Data extracts
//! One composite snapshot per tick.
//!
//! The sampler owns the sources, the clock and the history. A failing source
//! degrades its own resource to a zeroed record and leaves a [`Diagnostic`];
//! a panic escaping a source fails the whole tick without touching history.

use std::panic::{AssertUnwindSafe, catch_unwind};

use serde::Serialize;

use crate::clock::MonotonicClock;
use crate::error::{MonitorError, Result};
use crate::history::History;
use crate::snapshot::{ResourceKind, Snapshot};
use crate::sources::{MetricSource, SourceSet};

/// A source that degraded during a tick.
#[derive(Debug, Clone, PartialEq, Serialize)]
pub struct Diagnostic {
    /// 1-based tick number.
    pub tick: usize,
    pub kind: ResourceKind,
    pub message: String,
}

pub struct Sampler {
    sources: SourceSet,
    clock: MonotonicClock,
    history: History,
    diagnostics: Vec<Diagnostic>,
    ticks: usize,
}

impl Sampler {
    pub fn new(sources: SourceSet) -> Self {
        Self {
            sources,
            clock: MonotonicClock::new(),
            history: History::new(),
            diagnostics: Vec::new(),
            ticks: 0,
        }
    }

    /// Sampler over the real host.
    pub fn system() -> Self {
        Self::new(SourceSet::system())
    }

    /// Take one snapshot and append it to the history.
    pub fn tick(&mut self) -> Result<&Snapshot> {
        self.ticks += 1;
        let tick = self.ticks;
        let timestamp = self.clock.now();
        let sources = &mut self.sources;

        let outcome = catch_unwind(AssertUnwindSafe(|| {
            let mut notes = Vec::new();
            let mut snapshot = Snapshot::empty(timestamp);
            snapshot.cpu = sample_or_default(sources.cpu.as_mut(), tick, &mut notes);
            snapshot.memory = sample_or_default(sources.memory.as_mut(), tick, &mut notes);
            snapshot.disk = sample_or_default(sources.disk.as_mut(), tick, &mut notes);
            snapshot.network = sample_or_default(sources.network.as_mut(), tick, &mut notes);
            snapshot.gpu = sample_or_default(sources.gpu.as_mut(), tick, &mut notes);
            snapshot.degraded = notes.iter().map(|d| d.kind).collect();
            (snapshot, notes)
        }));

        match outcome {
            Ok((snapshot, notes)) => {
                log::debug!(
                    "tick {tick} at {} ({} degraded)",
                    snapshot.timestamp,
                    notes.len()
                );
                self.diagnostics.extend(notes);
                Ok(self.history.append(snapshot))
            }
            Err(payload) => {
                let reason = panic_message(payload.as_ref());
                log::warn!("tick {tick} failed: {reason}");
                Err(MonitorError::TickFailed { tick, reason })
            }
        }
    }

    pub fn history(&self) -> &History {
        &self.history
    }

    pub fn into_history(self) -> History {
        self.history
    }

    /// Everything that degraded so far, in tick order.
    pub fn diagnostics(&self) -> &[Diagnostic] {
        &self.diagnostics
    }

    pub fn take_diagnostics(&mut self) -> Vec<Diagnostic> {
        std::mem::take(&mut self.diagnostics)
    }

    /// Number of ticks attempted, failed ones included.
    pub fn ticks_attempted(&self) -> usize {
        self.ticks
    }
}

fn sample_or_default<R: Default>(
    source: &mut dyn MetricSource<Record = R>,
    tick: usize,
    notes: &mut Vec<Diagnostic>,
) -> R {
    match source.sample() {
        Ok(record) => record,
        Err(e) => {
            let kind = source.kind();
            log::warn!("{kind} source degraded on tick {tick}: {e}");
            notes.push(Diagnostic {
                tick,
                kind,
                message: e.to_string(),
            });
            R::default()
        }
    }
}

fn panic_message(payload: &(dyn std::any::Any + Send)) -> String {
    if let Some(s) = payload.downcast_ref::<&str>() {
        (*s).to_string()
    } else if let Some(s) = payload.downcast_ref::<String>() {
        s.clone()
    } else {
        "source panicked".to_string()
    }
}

Exercise instructions
Within the listing above, how many lines hold the string "SourceSet"? Answer with the number only.

Answer to this task
4